=== INPUT DATA ===
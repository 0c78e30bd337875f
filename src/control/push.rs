//! Push payload shaping and notification click routing.

use chrono::{DateTime, Utc};
use serde::{Deserialize, Serialize};

use crate::config::NotificationConfig;

/// One tappable action on a notification.
#[derive(Debug, Clone, PartialEq, Serialize, Deserialize)]
pub struct NotificationAction {
  pub action: String,
  pub title: String,
  pub icon: String,
}

#[derive(Debug, Clone, Serialize)]
pub struct NotificationData {
  #[serde(rename = "dateOfArrival")]
  pub date_of_arrival: DateTime<Utc>,
  #[serde(rename = "primaryKey")]
  pub primary_key: u32,
}

/// The full notification shape shown to the user.
#[derive(Debug, Clone, Serialize)]
pub struct Notification {
  pub title: String,
  pub body: String,
  pub icon: String,
  pub badge: String,
  pub vibrate: Vec<u32>,
  pub data: NotificationData,
  pub actions: Vec<NotificationAction>,
}

impl Notification {
  fn defaults(config: &NotificationConfig) -> Self {
    Self {
      title: config.title.clone(),
      body: config.body.clone(),
      icon: config.icon.clone(),
      badge: config.badge.clone(),
      vibrate: vec![100, 50, 100],
      data: NotificationData {
        date_of_arrival: Utc::now(),
        primary_key: 1,
      },
      actions: vec![
        NotificationAction {
          action: "explore".to_string(),
          title: "View site".to_string(),
          icon: config.icon.clone(),
        },
        NotificationAction {
          action: "close".to_string(),
          title: "Close".to_string(),
          icon: config.icon.clone(),
        },
      ],
    }
  }

  fn apply(&mut self, patch: NotificationPatch) {
    if let Some(title) = patch.title {
      self.title = title;
    }
    if let Some(body) = patch.body {
      self.body = body;
    }
    if let Some(icon) = patch.icon {
      self.icon = icon;
    }
    if let Some(badge) = patch.badge {
      self.badge = badge;
    }
    if let Some(vibrate) = patch.vibrate {
      self.vibrate = vibrate;
    }
    if let Some(actions) = patch.actions {
      self.actions = actions;
    }
  }
}

/// Fields a push payload may override.
#[derive(Debug, Default, Deserialize)]
struct NotificationPatch {
  title: Option<String>,
  body: Option<String>,
  icon: Option<String>,
  badge: Option<String>,
  vibrate: Option<Vec<u32>>,
  actions: Option<Vec<NotificationAction>>,
}

/// Merge a push payload into the default notification shape.
///
/// A JSON object overlays the defaults field by field; anything that does
/// not parse becomes the body verbatim.
pub fn shape(config: &NotificationConfig, payload: Option<&[u8]>) -> Notification {
  let mut notification = Notification::defaults(config);

  if let Some(payload) = payload {
    match serde_json::from_slice::<NotificationPatch>(payload) {
      Ok(patch) => notification.apply(patch),
      Err(_) => notification.body = String::from_utf8_lossy(payload).into_owned(),
    }
  }

  notification
}

/// Path opened when a notification is clicked.
///
/// The explore action and the default action both route to the site root;
/// close opens nothing.
pub fn click_target(action: Option<&str>) -> Option<&'static str> {
  match action {
    Some("close") => None,
    _ => Some("/"),
  }
}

=== REQUIRED ACTION ===
Reproduce every line of the material exactly.

=== EXERCISE ANSWER ===
repository 0c78e30bd337875f
filename src/control/push.rs
//! Push payload shaping and notification click routing.

use chrono::{DateTime, Utc};
use serde::{Deserialize, Serialize};

use crate::config::NotificationConfig;

/// One tappable action on a notification.
#[derive(Debug, Clone, PartialEq, Serialize, Deserialize)]
pub struct NotificationAction {
  pub action: String,
  pub title: String,
  pub icon: String,
}

#[derive(Debug, Clone, Serialize)]
pub struct NotificationData {
  #[serde(rename = "dateOfArrival")]
  pub date_of_arrival: DateTime<Utc>,
  #[serde(rename = "primaryKey")]
  pub primary_key: u32,
}

/// The full notification shape shown to the user.
#[derive(Debug, Clone, Serialize)]
pub struct Notification {
  pub title: String,
  pub body: String,
  pub icon: String,
  pub badge: String,
  pub vibrate: Vec<u32>,
  pub data: NotificationData,
  pub actions: Vec<NotificationAction>,
}

impl Notification {
  fn defaults(config: &NotificationConfig) -> Self {
    Self {
      title: config.title.clone(),
      body: config.body.clone(),
      icon: config.icon.clone(),
      badge: config.badge.clone(),
      vibrate: vec![100, 50, 100],
      data: NotificationData {
        date_of_arrival: Utc::now(),
        primary_key: 1,
      },
      actions: vec![
        NotificationAction {
          action: "explore".to_string(),
          title: "View site".to_string(),
          icon: config.icon.clone(),
        },
        NotificationAction {
          action: "close".to_string(),
          title: "Close".to_string(),
          icon: config.icon.clone(),
        },
      ],
    }
  }

  fn apply(&mut self, patch: NotificationPatch) {
    if let Some(title) = patch.title {
      self.title = title;
    }
    if let Some(body) = patch.body {
      self.body = body;
    }
    if let Some(icon) = patch.icon {
      self.icon = icon;
    }
    if let Some(badge) = patch.badge {
      self.badge = badge;
    }
    if let Some(vibrate) = patch.vibrate {
      self.vibrate = vibrate;
    }
    if let Some(actions) = patch.actions {
      self.actions = actions;
    }
  }
}

/// Fields a push payload may override.
#[derive(Debug, Default, Deserialize)]
struct NotificationPatch {
  title: Option<String>,
  body: Option<String>,
  icon: Option<String>,
  badge: Option<String>,
  vibrate: Option<Vec<u32>>,
  actions: Option<Vec<NotificationAction>>,
}

/// Merge a push payload into the default notification shape.
///
/// A JSON object overlays the defaults field by field; anything that does
/// not parse becomes the body verbatim.
pub fn shape(config: &NotificationConfig, payload: Option<&[u8]>) -> Notification {
  let mut notification = Notification::defaults(config);

  if let Some(payload) = payload {
    match serde_json::from_slice::<NotificationPatch>(payload) {
      Ok(patch) => notification.apply(patch),
      Err(_) => notification.body = String::from_utf8_lossy(payload).into_owned(),
    }
  }

  notification
}

/// Path opened when a notification is clicked.
///
/// The explore action and the default action both route to the site root;
/// close opens nothing.
pub fn click_target(action: Option<&str>) -> Option<&'static str> {
  match action {
    Some("close") => None,
    _ => Some("/"),
  }
}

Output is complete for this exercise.